Melfalan
1 farmaco
Il melfalan è un farmaco chemioterapico citotossico usato per il mieloma multiplo. Il suo rischio più importante è la grave soppressione del midollo osseo, per cui durante tutto il trattamento sono obbligatori controlli ematici regolari.
Informazioni chiave
- Il melfalan è un farmaco chemioterapico citotossico (alchilante) usato principalmente per il mieloma multiplo e, ad alte dosi per via endovenosa, come terapia di condizionamento prima di un trapianto di cellule staminali.
- Viene somministrato in compresse o mediante infusione endovenosa, in cicli pianificati da uno specialista oncologo e programmati in base ai valori degli esami del sangue.
- Il suo rischio più importante è la grave soppressione del midollo osseo, con riduzione di globuli bianchi, globuli rossi e piastrine, che richiede controlli ematici regolari; aumenta inoltre il rischio a lungo termine di tumori secondari, come la leucemia.
- Richiedere assistenza urgente in caso di febbre, sanguinamento o ecchimosi insolite, oppure grave difficoltà respiratoria.
A cosa serve il melfalan
Il melfalan tratta il mieloma multiplo, un tumore delle plasmacellule del midollo osseo, e alcuni casi di carcinoma ovarico. È inoltre utilizzato come chemioterapia di condizionamento ad alto dosaggio prima di un trapianto autologo di cellule staminali. È un farmaco citotossico riservato al trattamento oncologico, non un antinfiammatorio o un analgesico generico.
Come agisce il melfalan
Il melfalan è un agente alchilante che lega gruppi chimici al DNA e crea legami crociati tra i due filamenti, impedendo alle cellule di replicare il proprio materiale genetico e di dividersi. Le cellule tumorali si dividono più rapidamente della maggior parte delle cellule normali e sono quindi colpite maggiormente, ma anche i tessuti sani a rapida divisione, come il midollo osseo, vengono danneggiati.
Prima di assumerlo
- Non assumere melfalan durante la gravidanza; può danneggiare gravemente il feto in sviluppo, ed è richiesta una contraccezione efficace durante il trattamento e per un periodo successivo, sia per le pazienti sia per i partner.

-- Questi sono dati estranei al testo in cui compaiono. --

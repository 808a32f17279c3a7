use serde::Serialize;

use crate::error::ApiError;
use crate::tours::repo::LocationSource;

pub const EARTH_RADIUS_MI: f64 = 3963.2;
pub const EARTH_RADIUS_KM: f64 = 6378.1;

/// Radius used to express great-circle angles as meters before the unit
/// multipliers are applied.
const MEAN_EARTH_RADIUS_M: f64 = 6_371_000.0;

#[derive(Debug, Clone, Copy, PartialEq, Eq)]
pub enum Unit {
    Miles,
    Kilometers,
}

impl Unit {
    /// "mi" selects miles; any other value falls back to kilometers.
    pub fn from_param(param: &str) -> Self {
        if param == "mi" {
            Unit::Miles
        } else {
            Unit::Kilometers
        }
    }

    pub fn earth_radius(self) -> f64 {
        match self {
            Unit::Miles => EARTH_RADIUS_MI,
            Unit::Kilometers => EARTH_RADIUS_KM,
        }
    }

    /// Converts a surface distance in this unit to an angular radius in
    /// radians.
    pub fn angular_radius(self, distance: f64) -> f64 {
        distance / self.earth_radius()
    }

    /// Multiplier taking meters to this unit.
    pub fn meters_multiplier(self) -> f64 {
        match self {
            Unit::Miles => 0.000621371,
            Unit::Kilometers => 0.001,
        }
    }
}

/// Parses a "lat,lng" path segment. Both halves must be finite numbers;
/// anything else is a client error and no query runs afterwards.
pub fn parse_latlng(latlng: &str) -> Result<(f64, f64), ApiError> {
    let mut parts = latlng.splitn(2, ',');
    let lat = parts.next().map(str::trim).and_then(|s| s.parse::<f64>().ok());
    let lng = parts.next().map(str::trim).and_then(|s| s.parse::<f64>().ok());

    match (lat, lng) {
        (Some(lat), Some(lng)) if lat.is_finite() && lng.is_finite() => Ok((lat, lng)),
        _ => Err(ApiError::Validation(
            "Please provide latitude and longitude in the format lat,lng".into(),
        )),
    }
}

/// Great-circle angle between two (lat, lng) points, in radians (haversine).
pub fn central_angle(a: (f64, f64), b: (f64, f64)) -> f64 {
    let (lat1, lng1) = (a.0.to_radians(), a.1.to_radians());
    let (lat2, lng2) = (b.0.to_radians(), b.1.to_radians());
    let dlat = lat2 - lat1;
    let dlng = lng2 - lng1;
    let h = (dlat / 2.0).sin().powi(2) + lat1.cos() * lat2.cos() * (dlng / 2.0).sin().powi(2);
    2.0 * h.sqrt().min(1.0).asin()
}

pub fn distance_meters(a: (f64, f64), b: (f64, f64)) -> f64 {
    central_angle(a, b) * MEAN_EARTH_RADIUS_M
}

/// Spherical-cap membership test against an angular radius in radians.
pub fn within_radius(center: (f64, f64), point: (f64, f64), angular_radius: f64) -> bool {
    central_angle(center, point) <= angular_radius
}

#[derive(Debug, Clone, PartialEq, Serialize)]
pub struct TourDistance {
    pub name: String,
    pub distance: f64,
}

/// Distance from `center` to every tour start location, scaled to `unit`,
/// nearest first.
pub fn distances_from(
    center: (f64, f64),
    locations: &[LocationSource],
    unit: Unit,
) -> Vec<TourDistance> {
    let multiplier = unit.meters_multiplier();
    let mut out: Vec<TourDistance> = locations
        .iter()
        .map(|loc| TourDistance {
            name: loc.name.clone(),
            distance: distance_meters(center, (loc.start_lat, loc.start_lng)) * multiplier,
        })
        .collect();
    out.sort_by(|a, b| a.distance.total_cmp(&b.distance));
    out
}

#[cfg(test)]
mod tests {
    use super::*;
    use uuid::Uuid;

    fn location(name: &str, lat: f64, lng: f64) -> LocationSource {
        LocationSource {
            id: Uuid::new_v4(),
            name: name.to_string(),
            start_lat: lat,
            start_lng: lng,
        }
    }

    #[test]
    fn unit_parsing_defaults_to_kilometers() {
        assert_eq!(Unit::from_param("mi"), Unit::Miles);
        assert_eq!(Unit::from_param("km"), Unit::Kilometers);
        assert_eq!(Unit::from_param("furlongs"), Unit::Kilometers);
        assert_eq!(Unit::from_param(""), Unit::Kilometers);
    }

    #[test]
    fn angular_radius_divides_by_earth_radius() {
        let radius = Unit::Miles.angular_radius(100.0);
        assert!((radius - 0.02523).abs() < 1e-5);
        assert!((Unit::Kilometers.angular_radius(100.0) - 100.0 / 6378.1).abs() < 1e-12);
    }

    #[test]
    fn radius_conversion_is_unit_consistent() {
        // The same physical distance expressed in either unit must produce
        // the same angular radius, hence the same spherical cap.
        let miles = 100.0;
        let kilometers = miles * EARTH_RADIUS_KM / EARTH_RADIUS_MI;
        let from_miles = Unit::Miles.angular_radius(miles);
        let from_km = Unit::Kilometers.angular_radius(kilometers);
        assert!((from_miles - from_km).abs() < 1e-12);

        let center = (34.05, -118.25);
        let points = [(34.5, -118.0), (35.9, -116.0), (34.05, -118.25)];
        for point in points {
            assert_eq!(
                within_radius(center, point, from_miles),
                within_radius(center, point, from_km)
            );
        }
    }

    #[test]
    fn latlng_parsing_accepts_signed_decimals() {
        assert_eq!(parse_latlng("34.05,-118.25").unwrap(), (34.05, -118.25));
        assert_eq!(parse_latlng(" 10 , 20 ").unwrap(), (10.0, 20.0));
    }

    #[test]
    fn latlng_parsing_rejects_garbage_before_any_query() {
        for bad in ["", "34.05", "34.05,", ",-118.25", "abc,-118.25", "34.05,xyz", "NaN,10"] {
            let err = parse_latlng(bad).unwrap_err();
            assert!(matches!(err, ApiError::Validation(_)), "{bad:?} should fail");
        }
    }

    #[test]
    fn central_angle_is_zero_for_identical_points() {
        assert_eq!(central_angle((51.5, -0.1), (51.5, -0.1)), 0.0);
    }

    #[test]
    fn one_degree_of_longitude_on_the_equator() {
        // One degree of arc is about 111.19 km on the mean sphere.
        let meters = distance_meters((0.0, 0.0), (0.0, 1.0));
        assert!((meters - 111_195.0).abs() < 100.0);
    }

    #[test]
    fn distances_are_scaled_by_the_unit_multiplier() {
        let locations = [location("Equator Step", 0.0, 1.0)];
        let km = distances_from((0.0, 0.0), &locations, Unit::Kilometers);
        let mi = distances_from((0.0, 0.0), &locations, Unit::Miles);
        let meters = distance_meters((0.0, 0.0), (0.0, 1.0));
        assert!((km[0].distance - meters * 0.001).abs() < 1e-9);
        assert!((mi[0].distance - meters * 0.000621371).abs() < 1e-9);
    }

    #[test]
    fn distances_are_sorted_nearest_first() {
        let locations = [
            location("Far", 40.0, 40.0),
            location("Near", 1.0, 1.0),
            location("Mid", 10.0, 10.0),
        ];
        let result = distances_from((0.0, 0.0), &locations, Unit::Kilometers);
        let names: Vec<_> = result.iter().map(|d| d.name.as_str()).collect();
        assert_eq!(names, vec!["Near", "Mid", "Far"]);
        for pair in result.windows(2) {
            assert!(pair[0].distance <= pair[1].distance);
        }
    }

    #[test]
    fn within_radius_bounds_the_cap() {
        let center = (34.05, -118.25);
        let radius = Unit::Miles.angular_radius(100.0);
        // Roughly 30 miles away.
        assert!(within_radius(center, (34.4, -118.6), radius));
        // Several hundred miles away.
        assert!(!within_radius(center, (40.7, -74.0), radius));
        // The center itself is always inside.
        assert!(within_radius(center, center, radius));
    }
}
use argon2::{
    password_hash::{PasswordHash, PasswordHasher, PasswordVerifier, SaltString},
    Argon2,
};
use rand::rngs::OsRng;
use rand::RngCore;
use sha2::{Digest, Sha256};
use time::{Duration, OffsetDateTime};
use tracing::error;

use crate::error::ApiError;

pub const MIN_PASSWORD_LEN: usize = 8;
pub const RESET_TOKEN_TTL_MINUTES: i64 = 10;

pub fn hash_password(plain: &str) -> anyhow::Result<String> {
    let salt = SaltString::generate(&mut OsRng);
    let argon2 = Argon2::default();
    let hash = argon2
        .hash_password(plain.as_bytes(), &salt)
        .map_err(|e| {
            error!(error = %e, "argon2 hash_password error");
            anyhow::anyhow!(e.to_string())
        })?
        .to_string();
    Ok(hash)
}

/// False for a wrong password; errors only on a malformed stored hash.
pub fn verify_password(plain: &str, hash: &str) -> anyhow::Result<bool> {
    let parsed = PasswordHash::new(hash).map_err(|e| {
        error!(error = %e, "argon2 parse hash error");
        anyhow::anyhow!(e.to_string())
    })?;
    Ok(Argon2::default()
        .verify_password(plain.as_bytes(), &parsed)
        .is_ok())
}

/// Validates a new password against its confirmation, then hashes it. The
/// confirmation value is consumed here and never persisted. This is the
/// ordered pre-persistence step every password mutation goes through.
pub fn prepare_password(password: &str, password_confirm: &str) -> Result<String, ApiError> {
    if password.len() < MIN_PASSWORD_LEN {
        return Err(ApiError::Validation("Password too short".into()));
    }
    if password != password_confirm {
        return Err(ApiError::Validation("Passwords are not the same".into()));
    }
    hash_password(password).map_err(ApiError::Internal)
}

/// One-time password reset token. Only `hashed` is ever persisted; `raw` is
/// handed to the user once and discarded.
#[derive(Debug)]
pub struct ResetToken {
    pub raw: String,
    pub hashed: String,
    pub expires_at: OffsetDateTime,
}

impl ResetToken {
    pub fn issue() -> Self {
        let mut bytes = [0u8; 32];
        OsRng.fill_bytes(&mut bytes);
        let raw = hex::encode(bytes);
        Self {
            hashed: hash_reset_token(&raw),
            expires_at: OffsetDateTime::now_utc() + Duration::minutes(RESET_TOKEN_TTL_MINUTES),
            raw,
        }
    }
}

/// SHA-256 hex digest, applied to the token both at issuance and when a
/// presented token is matched against the stored form.
pub fn hash_reset_token(raw: &str) -> String {
    let mut hasher = Sha256::new();
    hasher.update(raw.as_bytes());
    hex::encode(hasher.finalize())
}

- Informi il proprio team di cura di eventuali infezioni, valori ematici bassi o vaccinazioni recenti o programmate; durante il trattamento è necessario evitare i vaccini vivi.
- I valori ematici vengono controllati prima di ogni dose e il trattamento può essere ritardato oppure la dose ridotta se i valori sono troppo bassi.
- La funzionalità renale influisce sul dosaggio, poiché parte dell'eliminazione del melfalan dipende dai reni.
Effetti collaterali
Gli effetti comuni includono nausea, vomito, perdita di appetito, affaticamento, afte del cavo orale e diradamento dei capelli.
Interrompere il trattamento e richiedere assistenza medica urgente in caso di:
- Febbre o brividi, che possono indicare un'infezione dovuta a bassi livelli di globuli bianchi.
- Sanguinamento o ecchimosi insolite, o sangue nelle urine o nelle feci, che possono indicare piastrine basse.
- Grave difficoltà respiratoria o dolore toracico.
Elementi essenziali di sicurezza
- Il melfalan sopprime la funzione del midollo osseo; controlli ematici regolari durante tutto il trattamento sono obbligatori per individuare precocemente valori pericolosamente bassi.
- Aumenta il rischio, nell'arco della vita, di tumori secondari, tra cui la leucemia, in particolare con un uso prolungato o ad alto dosaggio.
- Evitare la gravidanza durante il trattamento; è richiesta una contraccezione efficace sia per le pazienti sia per i partner.
Questa pagina ha finalità educative e non sostituisce il parere di un medico o di un farmacista a conoscenza della sua storia clinica.